*Records supplied*
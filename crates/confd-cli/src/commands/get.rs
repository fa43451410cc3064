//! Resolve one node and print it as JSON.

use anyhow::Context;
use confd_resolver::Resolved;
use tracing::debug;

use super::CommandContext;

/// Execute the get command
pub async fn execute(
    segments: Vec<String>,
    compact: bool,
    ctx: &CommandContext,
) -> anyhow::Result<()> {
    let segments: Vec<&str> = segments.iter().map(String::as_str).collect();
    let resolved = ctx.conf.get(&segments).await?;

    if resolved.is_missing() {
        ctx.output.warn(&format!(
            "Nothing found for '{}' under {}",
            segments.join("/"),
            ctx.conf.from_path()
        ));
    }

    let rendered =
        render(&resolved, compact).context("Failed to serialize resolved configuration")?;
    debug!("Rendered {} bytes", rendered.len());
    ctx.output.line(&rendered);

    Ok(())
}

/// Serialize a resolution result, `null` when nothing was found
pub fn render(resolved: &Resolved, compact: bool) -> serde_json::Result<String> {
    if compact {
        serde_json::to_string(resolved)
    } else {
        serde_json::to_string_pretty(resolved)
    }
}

---

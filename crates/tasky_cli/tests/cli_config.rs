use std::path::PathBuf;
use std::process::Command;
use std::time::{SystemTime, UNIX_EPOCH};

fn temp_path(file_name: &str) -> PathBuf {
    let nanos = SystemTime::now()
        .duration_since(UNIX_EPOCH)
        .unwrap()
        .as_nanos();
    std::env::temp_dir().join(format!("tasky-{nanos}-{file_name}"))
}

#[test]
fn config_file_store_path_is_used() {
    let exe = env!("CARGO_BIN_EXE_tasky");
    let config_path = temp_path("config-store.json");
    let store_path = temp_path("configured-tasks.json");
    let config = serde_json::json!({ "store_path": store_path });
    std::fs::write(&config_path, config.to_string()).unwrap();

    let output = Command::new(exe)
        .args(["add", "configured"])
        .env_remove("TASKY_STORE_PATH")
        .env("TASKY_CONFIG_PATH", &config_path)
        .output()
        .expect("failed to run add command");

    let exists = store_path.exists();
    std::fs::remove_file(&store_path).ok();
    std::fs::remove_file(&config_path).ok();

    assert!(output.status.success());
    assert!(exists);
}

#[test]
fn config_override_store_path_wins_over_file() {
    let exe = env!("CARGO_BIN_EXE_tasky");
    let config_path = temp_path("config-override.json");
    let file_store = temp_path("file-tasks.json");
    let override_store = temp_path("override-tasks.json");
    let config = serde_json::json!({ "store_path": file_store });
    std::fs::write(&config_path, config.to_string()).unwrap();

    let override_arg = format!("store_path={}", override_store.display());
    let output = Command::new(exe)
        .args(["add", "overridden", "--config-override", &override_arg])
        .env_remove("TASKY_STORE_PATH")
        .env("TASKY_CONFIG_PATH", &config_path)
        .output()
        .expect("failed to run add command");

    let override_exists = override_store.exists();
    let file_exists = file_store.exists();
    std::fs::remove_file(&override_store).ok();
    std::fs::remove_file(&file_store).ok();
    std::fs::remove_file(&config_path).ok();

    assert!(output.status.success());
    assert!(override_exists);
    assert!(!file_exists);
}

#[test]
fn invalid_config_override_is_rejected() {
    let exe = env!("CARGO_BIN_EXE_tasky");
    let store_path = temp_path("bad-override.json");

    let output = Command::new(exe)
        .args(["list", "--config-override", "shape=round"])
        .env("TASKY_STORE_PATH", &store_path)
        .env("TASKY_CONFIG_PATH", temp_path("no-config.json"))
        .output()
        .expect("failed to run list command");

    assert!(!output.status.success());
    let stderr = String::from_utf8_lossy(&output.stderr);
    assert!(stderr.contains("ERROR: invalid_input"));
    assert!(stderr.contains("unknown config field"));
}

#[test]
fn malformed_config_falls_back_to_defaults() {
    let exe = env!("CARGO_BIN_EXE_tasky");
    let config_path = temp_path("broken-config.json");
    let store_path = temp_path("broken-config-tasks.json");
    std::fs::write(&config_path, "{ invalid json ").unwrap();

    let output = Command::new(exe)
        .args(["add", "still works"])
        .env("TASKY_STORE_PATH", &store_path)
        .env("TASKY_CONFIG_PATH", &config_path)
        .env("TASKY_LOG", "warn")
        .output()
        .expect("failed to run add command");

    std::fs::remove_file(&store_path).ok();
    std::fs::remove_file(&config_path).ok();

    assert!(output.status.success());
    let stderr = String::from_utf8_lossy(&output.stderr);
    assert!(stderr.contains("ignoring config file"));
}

*Required work*
Look through the material above for "configured" and copy the lines that have it.

*Your solution*
    let store_path = temp_path("configured-tasks.json");
        .args(["add", "configured"])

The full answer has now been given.